FAI BEI SOGNI – Massimo Gramellini (Recensione Libro)

In Fai bei sogni Massimo ha solo otto anni quando perde la madre per un “brutto male”; questa è la spiegazione ufficiale che gli viene data. Ma “perché esiste un male bello?” egli si chiede, rintanato sotto le lenzuola. Nella sua mente s’incunea tormentoso il dolore: la mamma è andata via perché non le vuole più bene, e ripercorre con la memoria i momenti felici, fino al punto in cui gli occhi della madre erano diventati vuoti come l’occhio del Ciclope che lo terrorizzava in una trasmissione televisiva. Poi la notte di capodanno gli aveva rimboccato le coperte raccomandandogli “Fai bei sogni, piccolino”. Lui si era stizzito, non si sentiva più piccolo; invece lo era e pieno di dolore, al punto che gli adulti gli nascondono la verità sulla morte della madre. Solo dopo quaranta anni la conoscerà grazie ad una lettera fin ad allora conservata da Madrina, la migliore amica della madre. Solo la verità gli consentirà di crescere sul dolore, staccandosene un po’ attraverso il perdono.

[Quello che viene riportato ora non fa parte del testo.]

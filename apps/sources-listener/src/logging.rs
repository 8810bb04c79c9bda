//! Structured JSON logging setup using tracing.

use tracing_subscriber::{fmt, layer::SubscriberExt, util::SubscriberInitExt, EnvFilter};

/// Default filter when `RUST_LOG` is unset.
pub const DEFAULT_FILTER: &str = "info,koku_sources=debug";

/// Initialize the tracing subscriber with JSON output.
///
/// `RUST_LOG` takes precedence over `filter`.
///
/// # Panics
///
/// Panics if the subscriber has already been initialized.
pub fn init_logging(filter: &str) {
    let filter_layer =
        match EnvFilter::try_from_default_env().or_else(|_| EnvFilter::try_new(filter)) {
            Ok(f) => f,
            Err(e) => {
                eprintln!("FATAL: Failed to create log filter: {e}");
                std::process::exit(1);
            }
        };

    let fmt_layer = fmt::layer()
        .json()
        .with_target(true)
        .with_thread_ids(false)
        .with_file(true)
        .with_line_number(true)
        .flatten_event(true);

    tracing_subscriber::registry()
        .with(fmt_layer)
        .with(filter_layer)
        .init();

    tracing::info!(filter = %filter, "Logging initialized");
}

/// Initialize logging for tests.
#[cfg(test)]
pub fn init_test_logging() {
    let _ = tracing_subscriber::fmt()
        .with_test_writer()
        .with_env_filter("debug")
        .try_init();
}

#[cfg(test)]
mod tests {
    use super::*;

    #[test]
    fn test_init_test_logging_is_repeatable() {
        init_test_logging();
        init_test_logging();
    }

    #[test]
    fn test_default_filter_parses() {
        assert!(EnvFilter::try_new(DEFAULT_FILTER).is_ok());
    }
}
//! Hand-off from the consumer loop to event processing.

use async_trait::async_trait;
use tracing::info;

use crate::classifier::{ClassifiedEvent, EventClassifier};
use crate::error::{EventError, EventResult};
use crate::message::RawMessage;

/// Receives classified events from the consumer loop.
///
/// Implementations should return quickly; the consumer does not read the
/// next message until `handle` returns.
#[async_trait]
pub trait EventHandler: Send + Sync + 'static {
    /// Accept an event for processing.
    ///
    /// Returning an error leaves the offset uncommitted; the consumer
    /// reconnects and the message is delivered again.
    async fn handle(&self, event: ClassifiedEvent)
        -> Result<(), Box<dyn std::error::Error + Send + Sync>>;
}

/// Classify a message and pass it to the handler.
///
/// Returns true if the message was accepted, false if it was ignored.
/// Either way the offset may be committed afterwards.
pub async fn dispatch<H>(
    classifier: &EventClassifier,
    handler: &H,
    message: &RawMessage,
) -> EventResult<bool>
where
    H: EventHandler + ?Sized,
{
    let Some(event) = classifier.classify(message) else {
        return Ok(false);
    };

    info!(
        offset = event.offset,
        event_type = %event.event_type,
        subject = ?event.subject,
        "Cost management message to process"
    );

    handler
        .handle(event)
        .await
        .map_err(|e| EventError::HandlerFailed {
            offset: message.offset,
            cause: e.to_string(),
        })?;

    Ok(true)
}
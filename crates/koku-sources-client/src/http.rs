//! Shared request plumbing.

use std::time::Duration;

use reqwest::{Client, RequestBuilder, Response};
use serde::de::DeserializeOwned;
use serde::{Deserialize, Deserializer};
use tracing::debug;

use crate::error::{ClientError, ClientResult};

/// Identity header replayed on every call.
pub const HDR_RH_IDENTITY: &str = "x-rh-identity";

pub(crate) fn build_client(timeout: Duration) -> ClientResult<Client> {
    Client::builder()
        .timeout(timeout)
        .connect_timeout(timeout)
        .build()
        .map_err(|e| ClientError::InvalidConfiguration {
            message: format!("Failed to build HTTP client: {e}"),
        })
}

/// Send a request, turning transport failures and non-success statuses into errors.
pub(crate) async fn send(builder: RequestBuilder, url: &str) -> ClientResult<Response> {
    let response = builder.send().await.map_err(|source| ClientError::Transport {
        url: url.to_string(),
        source,
    })?;

    let status = response.status();
    debug!(url = %url, status = %status, "Received response");

    if status.is_success() {
        return Ok(response);
    }

    let body = response.text().await.unwrap_or_default();
    Err(ClientError::Status {
        url: url.to_string(),
        status: status.as_u16(),
        body,
    })
}

/// Send a request and decode a JSON body.
pub(crate) async fn send_json<T: DeserializeOwned>(
    builder: RequestBuilder,
    url: &str,
) -> ClientResult<T> {
    let response = send(builder, url).await?;
    response
        .json()
        .await
        .map_err(|e| ClientError::InvalidResponse {
            url: url.to_string(),
            reason: e.to_string(),
        })
}

/// `{"data": [...]}` list envelope used by the source registry.
#[derive(Debug, Deserialize)]
pub(crate) struct ListResponse<T> {
    #[serde(default = "Vec::new")]
    pub data: Vec<T>,
}

impl<T> ListResponse<T> {
    pub fn first(self) -> Option<T> {
        self.data.into_iter().next()
    }
}

/// Accept an integer identifier encoded as a JSON number or string.
pub(crate) fn flexible_id<'de, D>(deserializer: D) -> Result<i64, D::Error>
where
    D: Deserializer<'de>,
{
    #[derive(Deserialize)]
    #[serde(untagged)]
    enum Id {
        Int(i64),
        Str(String),
    }

    match Id::deserialize(deserializer)? {
        Id::Int(id) => Ok(id),
        Id::Str(s) => s
            .trim()
            .parse()
            .map_err(|_| serde::de::Error::custom(format!("invalid identifier: {s}"))),
    }
}
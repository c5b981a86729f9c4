//! Built-in helpers registered under the default `s` namespace alias.

use crate::ast::value::Value;
use crate::error::RenderError;
use crate::render::RenderContext;

use super::{ArgumentDefinition, Helper, HelperArguments};

/// `s:if` renders one of two lazy branches based on a condition.
///
/// Arguments: `condition` (required), `then` and `else` (optional, lazy).
/// Without a `then` argument the child content is the then branch. Only the
/// taken branch is evaluated.
pub struct IfHelper;

impl Helper for IfHelper {
    fn arguments(&self) -> Vec<ArgumentDefinition> {
        vec![
            ArgumentDefinition::new("condition", None, true),
            ArgumentDefinition::optional("then"),
            ArgumentDefinition::optional("else"),
        ]
    }

    fn render(
        &self,
        arguments: &HelperArguments<'_>,
        ctx: &RenderContext<'_>,
    ) -> Result<Value, RenderError> {
        let condition = arguments
            .value("condition", ctx)?
            .unwrap_or(Value::None)
            .is_truthy();
        if condition {
            arguments.value_or_children("then", ctx)
        } else {
            Ok(arguments.value("else", ctx)?.unwrap_or(Value::None))
        }
    }
}

/// `s:format.cdata` wraps its content in a CDATA section.
pub struct CdataHelper;

impl Helper for CdataHelper {
    fn arguments(&self) -> Vec<ArgumentDefinition> {
        vec![ArgumentDefinition::optional("value")]
    }

    fn render(
        &self,
        arguments: &HelperArguments<'_>,
        ctx: &RenderContext<'_>,
    ) -> Result<Value, RenderError> {
        let content = arguments.value_or_children("value", ctx)?;
        Ok(Value::String(format!(
            "<![CDATA[{}]]>",
            content.to_output_string()
        )))
    }
}

#[cfg(test)]
mod tests {
    use crate::helper::HelperArgument;
    use crate::resolver::HelperResolver;

    use super::*;

    #[test]
    fn test_if_helper_branches() {
        let resolver = HelperResolver::default();
        let variables = Value::Map(Default::default());
        let ctx = RenderContext::new(&variables, &resolver);

        let mut arguments = HelperArguments::new();
        arguments.insert("condition", HelperArgument::Value(Value::Bool(true)));
        arguments.insert("then", HelperArgument::Value(Value::String("yes".into())));
        arguments.insert("else", HelperArgument::Value(Value::String("no".into())));
        assert_eq!(
            IfHelper.render(&arguments, &ctx).unwrap(),
            Value::String("yes".into())
        );

        let mut arguments = HelperArguments::new();
        arguments.insert("condition", HelperArgument::Value(Value::Bool(false)));
        arguments.insert("then", HelperArgument::Value(Value::String("yes".into())));
        arguments.insert("else", HelperArgument::Value(Value::String("no".into())));
        assert_eq!(
            IfHelper.render(&arguments, &ctx).unwrap(),
            Value::String("no".into())
        );
    }

    #[test]
    fn test_if_helper_without_else() {
        let resolver = HelperResolver::default();
        let variables = Value::Map(Default::default());
        let ctx = RenderContext::new(&variables, &resolver);

        let mut arguments = HelperArguments::new();
        arguments.insert("condition", HelperArgument::Value(Value::Bool(false)));
        assert_eq!(IfHelper.render(&arguments, &ctx).unwrap(), Value::None);
    }

    #[test]
    fn test_cdata_helper() {
        let resolver = HelperResolver::default();
        let variables = Value::Map(Default::default());
        let ctx = RenderContext::new(&variables, &resolver);

        let mut arguments = HelperArguments::new();
        arguments.insert("value", HelperArgument::Value(Value::String("raw & bold".into())));
        assert_eq!(
            CdataHelper.render(&arguments, &ctx).unwrap(),
            Value::String("<![CDATA[raw & bold]]>".into())
        );
    }
}
use std::fmt;
use std::sync::Arc;

use indexmap::IndexMap;

/// The set of runtime value types in stencil-lang.
///
/// Expressions and variable lookups produce `Value`s during rendering. When a
/// `Value` appears at the template level, it is converted to a string via
/// [`to_output_string`](Value::to_output_string). Internally, types are
/// preserved so that conditions, comparisons and arithmetic operate correctly.
///
/// Conversion from common Rust types is provided via `From` impls:
///
/// ```rust
/// use stencil_lang::Value;
///
/// let s: Value = "hello".into();
/// let n: Value = 42i64.into();
/// let b: Value = true.into();
/// let a: Value = vec!["a", "b"].into();
/// ```
#[derive(Clone)]
pub enum Value {
    String(String),
    Number(f64),
    Bool(bool),
    Array(Vec<Value>),
    /// An ordered string-keyed map. Template contexts are maps at the root.
    Map(IndexMap<String, Value>),
    /// An opaque host object queried through the [`Accessible`] trait.
    /// Equality between two objects is identity, not structure.
    Object(Arc<dyn Accessible>),
    /// The absence of a value. Falsy, renders as an empty string.
    None,
}

/// A host object that variable paths and expressions can read from.
///
/// Implementors expose their members through one or more accessor styles.
/// The [`variables`](crate::variables) module probes these in a fixed
/// priority order; a style that does not apply simply returns `None`.
pub trait Accessible: Send + Sync {
    /// Getter-style access, including dynamic/magic getters. `user.name`
    /// reaches an implementor through `get("name")`.
    fn get(&self, name: &str) -> Option<Value>;

    /// Asserter-style predicate access (`is*`/`has*` accessors). `user.named`
    /// reaches an implementor through `assert("named")`.
    fn assert(&self, name: &str) -> Option<Value> {
        let _ = name;
        None
    }

    /// Public-field access, tried after getters and asserters.
    fn field(&self, name: &str) -> Option<Value> {
        let _ = name;
        None
    }

    /// Element count for countable objects. Countable objects reduce to a
    /// boolean in expression terms and are truthy iff non-empty.
    fn count(&self) -> Option<usize> {
        None
    }

    /// String representation for template output. Objects without one render
    /// as the empty string.
    fn output(&self) -> Option<String> {
        None
    }
}

impl Value {
    /// Convert this value to its string representation for template output.
    ///
    /// - `String` is returned as-is
    /// - `Number` is formatted without trailing `.0` for whole numbers
    /// - `Bool` becomes `"true"` or `"false"`
    /// - `Array` and `Map` values are joined with `", "`
    /// - `Object` uses [`Accessible::output`], defaulting to empty
    /// - `None` is the empty string
    pub fn to_output_string(&self) -> String {
        match self {
            Value::String(s) => s.clone(),
            Value::Number(n) => {
                if n.fract() == 0.0 && n.abs() < i64::MAX as f64 {
                    format!("{}", *n as i64)
                } else {
                    format!("{n}")
                }
            }
            Value::Bool(b) => if *b { "true" } else { "false" }.to_string(),
            Value::Array(items) => items
                .iter()
                .map(|v| v.to_output_string())
                .collect::<Vec<_>>()
                .join(", "),
            Value::Map(entries) => entries
                .values()
                .map(|v| v.to_output_string())
                .collect::<Vec<_>>()
                .join(", "),
            Value::Object(obj) => obj.output().unwrap_or_default(),
            Value::None => String::new(),
        }
    }

    /// Type name for diagnostic messages
    pub fn type_name(&self) -> &'static str {
        match self {
            Value::String(_) => "string",
            Value::Number(_) => "number",
            Value::Bool(_) => "bool",
            Value::Array(_) => "array",
            Value::Map(_) => "map",
            Value::Object(_) => "object",
            Value::None => "none",
        }
    }

    /// Truthiness check, used by conditions and the `&&`/`||`/`!` operators.
    ///
    /// Falsy values: empty string, `0`, `false`, empty array, empty map,
    /// countable object with zero elements, `None`. Everything else is truthy.
    pub fn is_truthy(&self) -> bool {
        match self {
            Value::String(s) => !s.is_empty(),
            Value::Number(n) => *n != 0.0,
            Value::Bool(b) => *b,
            Value::Array(a) => !a.is_empty(),
            Value::Map(m) => !m.is_empty(),
            Value::Object(obj) => obj.count().map(|c| c > 0).unwrap_or(true),
            Value::None => false,
        }
    }

    /// Reduce countable values to a boolean: arrays, maps and countable
    /// objects become `Bool(len > 0)`. This is not a general boolean cast;
    /// any other value is returned unchanged.
    pub fn coerce_countable(self) -> Value {
        match self {
            Value::Array(ref a) => Value::Bool(!a.is_empty()),
            Value::Map(ref m) => Value::Bool(!m.is_empty()),
            Value::Object(ref obj) => match obj.count() {
                Some(c) => Value::Bool(c > 0),
                None => self,
            },
            other => other,
        }
    }

    /// Whether this value is a number or a string that parses as one.
    pub fn is_numeric(&self) -> bool {
        match self {
            Value::Number(_) => true,
            Value::String(s) => s.trim().parse::<f64>().is_ok(),
            _ => false,
        }
    }

    /// Lenient numeric cast: numbers pass through, numeric strings parse,
    /// booleans become 0/1, everything else (including `None`) is 0.
    pub fn to_number_lenient(&self) -> f64 {
        match self {
            Value::Number(n) => *n,
            Value::String(s) => s.trim().parse::<f64>().unwrap_or(0.0),
            Value::Bool(b) => {
                if *b {
                    1.0
                } else {
                    0.0
                }
            }
            _ => 0.0,
        }
    }

    pub fn as_string(&self) -> Option<&str> {
        match self {
            Value::String(s) => Some(s),
            _ => None,
        }
    }

    pub fn as_number(&self) -> Option<f64> {
        match self {
            Value::Number(n) => Some(*n),
            _ => None,
        }
    }

    pub fn as_bool(&self) -> Option<bool> {
        match self {
            Value::Bool(b) => Some(*b),
            _ => None,
        }
    }

    pub fn as_array(&self) -> Option<&[Value]> {
        match self {
            Value::Array(a) => Some(a),
            _ => None,
        }
    }

    pub fn as_map(&self) -> Option<&IndexMap<String, Value>> {
        match self {
            Value::Map(m) => Some(m),
            _ => None,
        }
    }

    pub fn as_object(&self) -> Option<&Arc<dyn Accessible>> {
        match self {
            Value::Object(o) => Some(o),
            _ => None,
        }
    }

    /// Loose equality, used by the `==`/`!=` comparators.
    ///
    /// Rules, in order:
    /// - two objects compare by identity
    /// - an object never loosely equals a non-object
    /// - same-type operands compare structurally
    /// - a boolean equals the other operand's truthiness
    /// - `None` equals any falsy operand
    /// - a number and a numeric string compare numerically
    pub fn loose_eq(&self, other: &Value) -> bool {
        match (self, other) {
            (Value::Object(a), Value::Object(b)) => Arc::ptr_eq(a, b),
            (Value::Object(_), _) | (_, Value::Object(_)) => false,
            (Value::String(a), Value::String(b)) => a == b,
            (Value::Number(a), Value::Number(b)) => a == b,
            (Value::Bool(b), _) => *b == other.is_truthy(),
            (_, Value::Bool(b)) => *b == self.is_truthy(),
            (Value::None, _) => !other.is_truthy(),
            (_, Value::None) => !self.is_truthy(),
            (Value::Number(a), Value::String(s)) => {
                s.trim().parse::<f64>().map(|b| *a == b).unwrap_or(false)
            }
            (Value::String(s), Value::Number(b)) => {
                s.trim().parse::<f64>().map(|a| a == *b).unwrap_or(false)
            }
            (Value::Array(a), Value::Array(b)) => {
                a.len() == b.len() && a.iter().zip(b).all(|(x, y)| x.loose_eq(y))
            }
            (Value::Map(a), Value::Map(b)) => {
                a.len() == b.len()
                    && a.iter()
                        .all(|(k, v)| b.get(k).map(|w| v.loose_eq(w)).unwrap_or(false))
            }
            _ => false,
        }
    }

    /// Strict equality, used by the `===`/`!==` comparators: operands must be
    /// the same type and structurally equal; objects compare by identity.
    pub fn strict_eq(&self, other: &Value) -> bool {
        match (self, other) {
            (Value::Object(a), Value::Object(b)) => Arc::ptr_eq(a, b),
            (Value::String(a), Value::String(b)) => a == b,
            (Value::Number(a), Value::Number(b)) => a == b,
            (Value::Bool(a), Value::Bool(b)) => a == b,
            (Value::Array(a), Value::Array(b)) => {
                a.len() == b.len() && a.iter().zip(b).all(|(x, y)| x.strict_eq(y))
            }
            (Value::Map(a), Value::Map(b)) => {
                a.len() == b.len()
                    && a.iter()
                        .all(|(k, v)| b.get(k).map(|w| v.strict_eq(w)).unwrap_or(false))
            }
            (Value::None, Value::None) => true,
            _ => false,
        }
    }
}

impl fmt::Debug for Value {
    fn fmt(&self, f: &mut fmt::Formatter<'_>) -> fmt::Result {
        match self {
            Value::String(s) => f.debug_tuple("String").field(s).finish(),
            Value::Number(n) => f.debug_tuple("Number").field(n).finish(),
            Value::Bool(b) => f.debug_tuple("Bool").field(b).finish(),
            Value::Array(a) => f.debug_tuple("Array").field(a).finish(),
            Value::Map(m) => f.debug_tuple("Map").field(m).finish(),
            Value::Object(o) => write!(f, "Object({:p})", Arc::as_ptr(o)),
            Value::None => write!(f, "None"),
        }
    }
}

/// Structural equality with identity semantics for objects, matching
/// [`strict_eq`](Value::strict_eq). Use [`loose_eq`](Value::loose_eq) for
/// comparator semantics.
impl PartialEq for Value {
    fn eq(&self, other: &Self) -> bool {
        self.strict_eq(other)
    }
}

impl fmt::Display for Value {
    fn fmt(&self, f: &mut fmt::Formatter<'_>) -> fmt::Result {
        write!(f, "{}", self.to_output_string())
    }
}

impl From<String> for Value {
    fn from(s: String) -> Self {
        Value::String(s)
    }
}

impl From<&str> for Value {
    fn from(s: &str) -> Self {
        Value::String(s.to_string())
    }
}

impl From<f64> for Value {
    fn from(n: f64) -> Self {
        Value::Number(n)
    }
}

impl From<i64> for Value {
    fn from(n: i64) -> Self {
        Value::Number(n as f64)
    }
}

impl From<bool> for Value {
    fn from(b: bool) -> Self {
        Value::Bool(b)
    }
}

impl<T: Into<Value>> From<Vec<T>> for Value {
    fn from(v: Vec<T>) -> Self {
        Value::Array(v.into_iter().map(Into::into).collect())
    }
}

impl From<IndexMap<String, Value>> for Value {
    fn from(m: IndexMap<String, Value>) -> Self {
        Value::Map(m)
    }
}

impl From<Arc<dyn Accessible>> for Value {
    fn from(o: Arc<dyn Accessible>) -> Self {
        Value::Object(o)
    }
}

// ── Serde round-trip via serde_json::Value ──────────────────────────────

impl From<Value> for serde_json::Value {
    fn from(value: Value) -> Self {
        match value {
            Value::String(s) => serde_json::Value::String(s),
            Value::Number(n) => serde_json::Number::from_f64(n)
                .map(serde_json::Value::Number)
                .unwrap_or(serde_json::Value::Null),
            Value::Bool(b) => serde_json::Value::Bool(b),
            Value::Array(a) => serde_json::Value::Array(a.into_iter().map(Into::into).collect()),
            Value::Map(m) => {
                serde_json::Value::Object(m.into_iter().map(|(k, v)| (k, v.into())).collect())
            }
            // Objects never appear in compiled constants; they exist only at
            // render time. Serialized form is the absence marker.
            Value::Object(_) => serde_json::Value::Null,
            Value::None => serde_json::Value::Null,
        }
    }
}

impl From<serde_json::Value> for Value {
    fn from(value: serde_json::Value) -> Self {
        match value {
            serde_json::Value::Null => Value::None,
            serde_json::Value::Bool(b) => Value::Bool(b),
            serde_json::Value::Number(n) => Value::Number(n.as_f64().unwrap_or(0.0)),
            serde_json::Value::String(s) => Value::String(s),
            serde_json::Value::Array(a) => Value::Array(a.into_iter().map(Into::into).collect()),
            serde_json::Value::Object(m) => {
                Value::Map(m.into_iter().map(|(k, v)| (k, v.into())).collect())
            }
        }
    }
}

impl serde::Serialize for Value {
    fn serialize<S: serde::Serializer>(&self, serializer: S) -> Result<S::Ok, S::Error> {
        serde_json::Value::from(self.clone()).serialize(serializer)
    }
}

impl<'de> serde::Deserialize<'de> for Value {
    fn deserialize<D: serde::Deserializer<'de>>(deserializer: D) -> Result<Self, D::Error> {
        serde_json::Value::deserialize(deserializer).map(Into::into)
    }
}

#[cfg(test)]
mod tests {
    use super::*;

    struct Counted(usize);

    impl Accessible for Counted {
        fn get(&self, _name: &str) -> Option<Value> {
            None
        }

        fn count(&self) -> Option<usize> {
            Some(self.0)
        }
    }

    #[test]
    fn test_output_strings() {
        assert_eq!(Value::Number(2.0).to_output_string(), "2");
        assert_eq!(Value::Number(2.5).to_output_string(), "2.5");
        assert_eq!(Value::Bool(true).to_output_string(), "true");
        assert_eq!(Value::None.to_output_string(), "");
        let arr: Value = vec!["a", "b"].into();
        assert_eq!(arr.to_output_string(), "a, b");
    }

    #[test]
    fn test_coerce_countable() {
        let empty: Value = Vec::<Value>::new().into();
        assert_eq!(empty.coerce_countable(), Value::Bool(false));
        let full: Value = vec![1i64].into();
        assert_eq!(full.coerce_countable(), Value::Bool(true));
        assert_eq!(
            Value::String("x".into()).coerce_countable(),
            Value::String("x".into())
        );
        let obj = Value::Object(Arc::new(Counted(0)));
        assert_eq!(obj.coerce_countable(), Value::Bool(false));
    }

    #[test]
    fn test_object_identity_equality() {
        let a: Arc<dyn Accessible> = Arc::new(Counted(1));
        let b: Arc<dyn Accessible> = Arc::new(Counted(1));
        let va = Value::Object(a.clone());
        assert!(va.loose_eq(&Value::Object(a)));
        assert!(!va.loose_eq(&Value::Object(b)));
    }

    #[test]
    fn test_loose_equality() {
        assert!(Value::Number(1.0).loose_eq(&Value::String("1".into())));
        assert!(!Value::Number(1.0).strict_eq(&Value::String("1".into())));
        assert!(Value::Bool(true).loose_eq(&Value::String("yes".into())));
        assert!(Value::None.loose_eq(&Value::String(String::new())));
        assert!(!Value::None.loose_eq(&Value::String("a".into())));
    }

    #[test]
    fn test_serde_round_trip() {
        let value = Value::Array(vec![
            Value::Number(1.0),
            Value::String("two".into()),
            Value::Bool(false),
            Value::None,
        ]);
        let text = serde_json::to_string(&value).unwrap();
        let back: Value = serde_json::from_str(&text).unwrap();
        assert_eq!(value, back);
    }
}
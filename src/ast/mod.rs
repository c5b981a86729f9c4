//! The template syntax tree.
//!
//! Nodes are produced by an external template parser (see
//! [`TemplateParser`](crate::ast::state::TemplateParser)) and consumed either
//! by the interpreting renderer ([`render`](crate::render)) or by the
//! template compiler ([`compiler`](crate::compiler)). A parent exclusively
//! owns its children; the tree is acyclic with depth bounded by source
//! nesting.

pub mod state;
pub mod value;

use indexmap::IndexMap;

use crate::expression::ExpressionNode;
use crate::variables::AccessorKind;

/// One node of a parsed template.
#[derive(Debug, Clone, PartialEq)]
pub enum Node {
    /// Raw text between template constructs.
    Text(String),

    /// A helper invocation with named arguments and child content.
    Helper(HelperNode),

    /// A dotted variable path, e.g. `user.name`, with optional accessor
    /// hints recorded by the parser.
    ObjectAccessor {
        path: String,
        accessors: Vec<Option<AccessorKind>>,
    },

    /// An embedded boolean, ternary or math expression.
    Expression(ExpressionNode),

    /// The top-level container of a template or section.
    Root(Vec<Node>),

    /// An inline list of nodes, e.g. mixed text and accessors inside an
    /// argument value.
    Sequence(Vec<Node>),
}

impl Node {
    /// Convenience constructor for a plain accessor without hints.
    pub fn accessor(path: impl Into<String>) -> Self {
        Node::ObjectAccessor {
            path: path.into(),
            accessors: Vec::new(),
        }
    }

    pub fn text(content: impl Into<String>) -> Self {
        Node::Text(content.into())
    }

    /// Children of container nodes; leaf nodes yield themselves. Used by the
    /// compiler when a section or root body is converted as a node list.
    pub fn children_or_self(&self) -> &[Node] {
        match self {
            Node::Root(children) | Node::Sequence(children) => children,
            _ => std::slice::from_ref(self),
        }
    }
}

/// A helper invocation: `<ns:format.cdata attr="...">...</ns:format.cdata>`.
#[derive(Debug, Clone, PartialEq)]
pub struct HelperNode {
    /// Namespace alias; `None` consults the resolver's alias table.
    pub namespace: Option<String>,
    /// Helper identifier, possibly hierarchical (`format.cdata`).
    pub name: String,
    /// Named arguments in source order.
    pub arguments: IndexMap<String, Node>,
    /// Child content, rendered lazily on the helper's request.
    pub children: Vec<Node>,
}

impl HelperNode {
    pub fn new(namespace: Option<&str>, name: &str) -> Self {
        Self {
            namespace: namespace.map(str::to_string),
            name: name.to_string(),
            arguments: IndexMap::new(),
            children: Vec::new(),
        }
    }

    pub fn with_argument(mut self, name: &str, value: Node) -> Self {
        self.arguments.insert(name.to_string(), value);
        self
    }

    pub fn with_children(mut self, children: Vec<Node>) -> Self {
        self.children = children;
        self
    }
}

/// A template's layout reference: either a literal name or a node evaluated
/// at render time.
#[derive(Debug, Clone, PartialEq)]
pub enum LayoutReference {
    Literal(String),
    Dynamic(Node),
}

La mattina di capodanno Massimo viene svegliato da un grande trambusto: il padre è fuori di sé agghiacciato dal dolore, due uomini lo tengono per le braccia e lo portano via; il bambino viene trasferito nella casa dei vicini: la mamma è uscita per delle commissioni, tornerà. Poi un’altra versione: la mamma è salita il cielo e non tornerà mai più, ma lo proteggerà dall’alto come un angelo. L’esistenza felice di Massimo si frantuma: comincia il tormento che lo consumerà anche in età adulta, cerca di riappropriarsi col ricordo della memoria felice, ma dentro cresce la rabbia, la bestia che cova rancore: la mamma con i suoi profumati capelli ha tradito il patto di amore eterno. Da allora non può vedere le bare dei morti e non riesce a costruire rapporti sani di vita, perché gli mancano le radici, l’unico forte aggancio alla vita, al suo DNA.

“Non essere amati è una sofferenza grande, però non la più grande. La più grande è non essere più amati”: frase terribilmente vera, come tutto il racconto autobiografico di Gramellini in Fai bei sogni, che infatti si racconta in prima persona. Nasce il senso di colpa: la mamma è andata via perché lui non ha saputo trattenerla.